Your analysis is very interesting because it comes closer to a point of surrender in the sense of reaching a dead end where the bigger picture of life is concerned, where you said, ....

"we're gaining speed but ask someone where are we headed... the person might give an answer as to where everone is travelling... high salary, bada makan, badi gadi... but will those things give us what we really want?? I have my own doubts... we're kind of stuck in a vicious circle".....

When you use logic in terms of achieving functional things like job, meeting deadlines, and strategies to win a war etc. it works beautifully. But when this same logic is applied to see the bigger picture of life, it falls flat after a point.You can never get inputs for even a preview of the larger picture of life from the external. it can come only thru your heart. The master key to the bigger picture of life is through your heart. And the biggest firewall that inhibits entry into your heart is your mind. And the only person who can attempt to crack through thus firewall and dare to enter your heart is you.

Rekha

Rekha said...

Dare to understand what you can never escape from :

I come into this world absolutely ignorant about the ground realities of my existence. My childhood dependence on my parents for sheer survival naturally makes me think they are God. As I grow, their fallibility makes me insecure and desperate to seek someone else an aunt or uncle or teacher or neighbor as a solid anchor. As I grow older, slowly and painfully it sinks into me that no human being can be infallible. You’ll observe that subconsciously we’re constantly seeking someone emotionally stronger and more centered in life for an anchor.

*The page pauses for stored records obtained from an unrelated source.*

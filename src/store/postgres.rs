use alloy::primitives::{Address, B256, Bytes, U256};
use chrono::{DateTime, Utc};
use itertools::Itertools;
use sqlx::{PgPool, Postgres, QueryBuilder, Row, postgres::PgRow};
use tracing::debug;

use super::{MarketStore, OrderQuery, PriceRank, TradeQuery, TransferQuery};
use crate::{
    error::{Result, SnapshotError},
    types::{self, NATIVE_TOKEN, Order, Trade, Transfer, TransferDirection},
};

// Dates are selected as stored, a `::timestamp` cast would shift them to the
// session time zone.
const TRADES_SELECT: &str = r#"
    SELECT transaction_hash, token_give, amount_give::text AS amount_give,
           token_get, amount_get::text AS amount_get, addr_give, addr_get,
           block_number, date
    FROM trades
    WHERE ("token_give" = "#;

const TRANSFERS_SELECT: &str = r#"
    SELECT transaction_hash, token, "user", direction::text AS direction,
           amount::text AS amount, balance_after::text AS balance_after,
           block_number, date
    FROM transfers
    WHERE "user" = $1 AND ("token" = $2 OR "token" = $3)
    ORDER BY block_number DESC, date DESC
    LIMIT $4
    "#;

const ORDERS_SELECT: &str = r#"
    SELECT "user", token_give, amount_give::text AS amount_give,
           token_get, amount_get::text AS amount_get, expires::text AS expires,
           nonce::text AS nonce, signature, v::integer AS v, r, s,
           date
    FROM orders
    WHERE ("token_give" = "#;

/// [`MarketStore`] over the indexer's PostgreSQL schema.
///
/// Addresses and hashes are `bytea`, amounts are integer `numeric`,
/// dates are `timestamptz`. Every query runs on its own pooled connection.
#[derive(Clone, Debug)]
pub struct PgMarketStore {
    pool: PgPool,
}

impl PgMarketStore {
    pub fn new(pool: PgPool) -> Self {
        Self { pool }
    }

    pub fn pool(&self) -> &PgPool {
        &self.pool
    }
}

impl MarketStore for PgMarketStore {
    async fn trades(&self, query: &TradeQuery) -> Result<Vec<Trade>> {
        let mut qb = QueryBuilder::<Postgres>::new(TRADES_SELECT);
        qb.push_bind(query.token.to_vec())
            .push(r#" OR "token_get" = "#)
            .push_bind(query.token.to_vec())
            .push(")");
        if let Some(user) = query.user {
            qb.push(r#" AND ("addr_give" = "#)
                .push_bind(user.to_vec())
                .push(r#" OR "addr_get" = "#)
                .push_bind(user.to_vec())
                .push(")");
        }
        qb.push(" ORDER BY block_number DESC, date DESC LIMIT ")
            .push_bind(query.limit as i64);

        let rows = qb.build().fetch_all(&self.pool).await?;
        debug!(token = %query.token, user = ?query.user, rows = rows.len(), "Trades fetched");
        rows.iter().map(decode_trade).collect()
    }

    async fn transfers(&self, query: &TransferQuery) -> Result<Vec<Transfer>> {
        let rows = sqlx::query(TRANSFERS_SELECT)
        .bind(query.user.to_vec())
        .bind(query.token.to_vec())
        .bind(NATIVE_TOKEN.to_vec())
        .bind(query.limit as i64)
        .fetch_all(&self.pool)
        .await?;
        debug!(token = %query.token, user = %query.user, rows = rows.len(), "Transfers fetched");
        rows.iter().map(decode_transfer).collect()
    }

    async fn orders(&self, query: &OrderQuery) -> Result<Vec<Order>> {
        let mut qb = QueryBuilder::<Postgres>::new(ORDERS_SELECT);
        qb.push_bind(query.token_give.to_vec())
            .push(r#" AND "token_get" = "#)
            .push_bind(query.token_get.to_vec())
            .push(")");
        if let Some(user) = query.user {
            qb.push(r#" AND ("user" = "#).push_bind(user.to_vec()).push(")");
        }
        if let Some(block) = query.expires_after {
            // numeric column, bound as text to cover the whole u64 range
            qb.push(r#" AND ("expires" > "#)
                .push_bind(block.to_string())
                .push("::numeric)");
        }
        let order_by = query
            .rank
            .map(rank_sql)
            .into_iter()
            .chain(std::iter::once("expires ASC"))
            .join(", ");
        qb.push(" ORDER BY ")
            .push(order_by)
            .push(" LIMIT ")
            .push_bind(query.limit as i64);

        let rows = qb.build().fetch_all(&self.pool).await?;
        debug!(
            token_give = %query.token_give,
            token_get = %query.token_get,
            rank = ?query.rank,
            rows = rows.len(),
            "Orders fetched"
        );
        rows.iter().map(decode_order).collect()
    }
}

fn rank_sql(rank: PriceRank) -> &'static str {
    match rank {
        // NULL (zero divisor) sorts first descending and last ascending
        PriceRank::BestBid => "(amount_give / NULLIF(amount_get, 0)) DESC",
        PriceRank::BestAsk => "(amount_get / NULLIF(amount_give, 0)) ASC",
    }
}

fn decode_trade(row: &PgRow) -> Result<Trade> {
    const KIND: &str = "trade";
    Ok(Trade {
        tx_hash: hash(KIND, row.try_get("transaction_hash")?)?,
        token_give: address(KIND, row.try_get("token_give")?)?,
        amount_give: amount(KIND, row.try_get("amount_give")?)?,
        token_get: address(KIND, row.try_get("token_get")?)?,
        amount_get: amount(KIND, row.try_get("amount_get")?)?,
        addr_give: address(KIND, row.try_get("addr_give")?)?,
        addr_get: address(KIND, row.try_get("addr_get")?)?,
        block_number: block(KIND, row.try_get("block_number")?)?,
        date: row.try_get::<DateTime<Utc>, _>("date")?,
    })
}

fn decode_transfer(row: &PgRow) -> Result<Transfer> {
    const KIND: &str = "transfer";
    Ok(Transfer {
        tx_hash: hash(KIND, row.try_get("transaction_hash")?)?,
        token: address(KIND, row.try_get("token")?)?,
        user: address(KIND, row.try_get("user")?)?,
        direction: TransferDirection::new(row.try_get::<String, _>("direction")?),
        amount: amount(KIND, row.try_get("amount")?)?,
        balance_after: amount(KIND, row.try_get("balance_after")?)?,
        block_number: block(KIND, row.try_get("block_number")?)?,
        date: row.try_get::<DateTime<Utc>, _>("date")?,
    })
}

fn decode_order(row: &PgRow) -> Result<Order> {
    const KIND: &str = "order";
    let expires: String = row.try_get("expires")?;
    let v: Option<i32> = row.try_get("v")?;
    let r: Option<Vec<u8>> = row.try_get("r")?;
    let s: Option<Vec<u8>> = row.try_get("s")?;
    Ok(Order {
        user: address(KIND, row.try_get("user")?)?,
        token_give: address(KIND, row.try_get("token_give")?)?,
        amount_give: amount(KIND, row.try_get("amount_give")?)?,
        token_get: address(KIND, row.try_get("token_get")?)?,
        amount_get: amount(KIND, row.try_get("amount_get")?)?,
        expires: expires
            .parse()
            .map_err(|_| SnapshotError::Decode(KIND, format!("invalid expiry {expires}")))?,
        nonce: amount(KIND, row.try_get("nonce")?)?,
        signature: Bytes::from(row.try_get::<Vec<u8>, _>("signature")?),
        v: v.map(|v| {
            u8::try_from(v).map_err(|_| SnapshotError::Decode(KIND, format!("invalid v {v}")))
        })
        .transpose()?,
        r: r.map(|r| hash(KIND, r)).transpose()?,
        s: s.map(|s| hash(KIND, s)).transpose()?,
        date: row.try_get::<DateTime<Utc>, _>("date")?,
    })
}

fn address(kind: &'static str, value: Vec<u8>) -> Result<Address> {
    types::address_from_bytes(&value).ok_or_else(|| {
        SnapshotError::Decode(kind, format!("invalid address of {} bytes", value.len()))
    })
}

fn hash(kind: &'static str, value: Vec<u8>) -> Result<B256> {
    B256::try_from(value.as_slice()).map_err(|_| {
        SnapshotError::Decode(kind, format!("invalid hash of {} bytes", value.len()))
    })
}

fn amount(kind: &'static str, value: String) -> Result<U256> {
    U256::from_str_radix(&value, 10)
        .map_err(|_| SnapshotError::Decode(kind, format!("invalid amount {value}")))
}

fn block(kind: &'static str, value: i64) -> Result<u64> {
    u64::try_from(value)
        .map_err(|_| SnapshotError::Decode(kind, format!("invalid block number {value}")))
}

#[cfg(test)]
mod tests {
    use super::*;

    #[test]
    fn test_rank_sql() {
        assert_eq!(
            rank_sql(PriceRank::BestBid),
            "(amount_give / NULLIF(amount_get, 0)) DESC"
        );
        assert_eq!(
            rank_sql(PriceRank::BestAsk),
            "(amount_get / NULLIF(amount_give, 0)) ASC"
        );
    }

    #[test]
    fn test_dates_selected_without_cast() {
        for sql in [TRADES_SELECT, TRANSFERS_SELECT, ORDERS_SELECT] {
            assert!(sql.contains(" date\n"), "{sql}");
            assert!(!sql.contains("::timestamp"), "{sql}");
        }
    }

    #[test]
    fn test_decode_helpers() {
        assert_eq!(amount("trade", "1000".to_string()).unwrap(), U256::from(1000));
        assert!(amount("trade", "1.5".to_string()).is_err());
        assert!(amount("trade", "-1".to_string()).is_err());
        assert_eq!(address("trade", vec![0u8; 20]).unwrap(), NATIVE_TOKEN);
        assert!(address("trade", vec![0u8; 32]).is_err());
        assert!(hash("trade", vec![0u8; 20]).is_err());
        assert!(block("trade", -1).is_err());
    }
}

This search must continue and finally reach such an intensity that everthing else in life becomes secondary. When you have reached this point, then you will encounter a person who can guide you. This whole thing is so beautifully programmed that you just need to raise your consciousness to reach this intensity to know your true identity (the larger picture of life)and this guide simply happens in your life. This is true. If this has not yet happened in your life, then you're still taking life as a spectator sport and not yet become a participant.

The larger picture of life cannot be objectified. It can be seen (when the mind is no more conditioned), understood and eventually LIVED, i.e., if you survive its power. It cannot be objectified because it is within you. It's an INNER JOURNEY.

Any understanding of life, no matter how rich in experience or brilliant in analysis, is incomplete without an understanding of death. It is death that gives a meaning to life. It is death that completes the circle of life. It is death that pulverizes a conscious inquirer into even a possibility of something beyond the physical dimension.

Isn't it ironical that we all know too well that the only certainty in life is death (we can never escape from it)and yet, while an inquiry and study of death never killed anybody, our understanding of life remains incomplete because we abhor even the mention of death.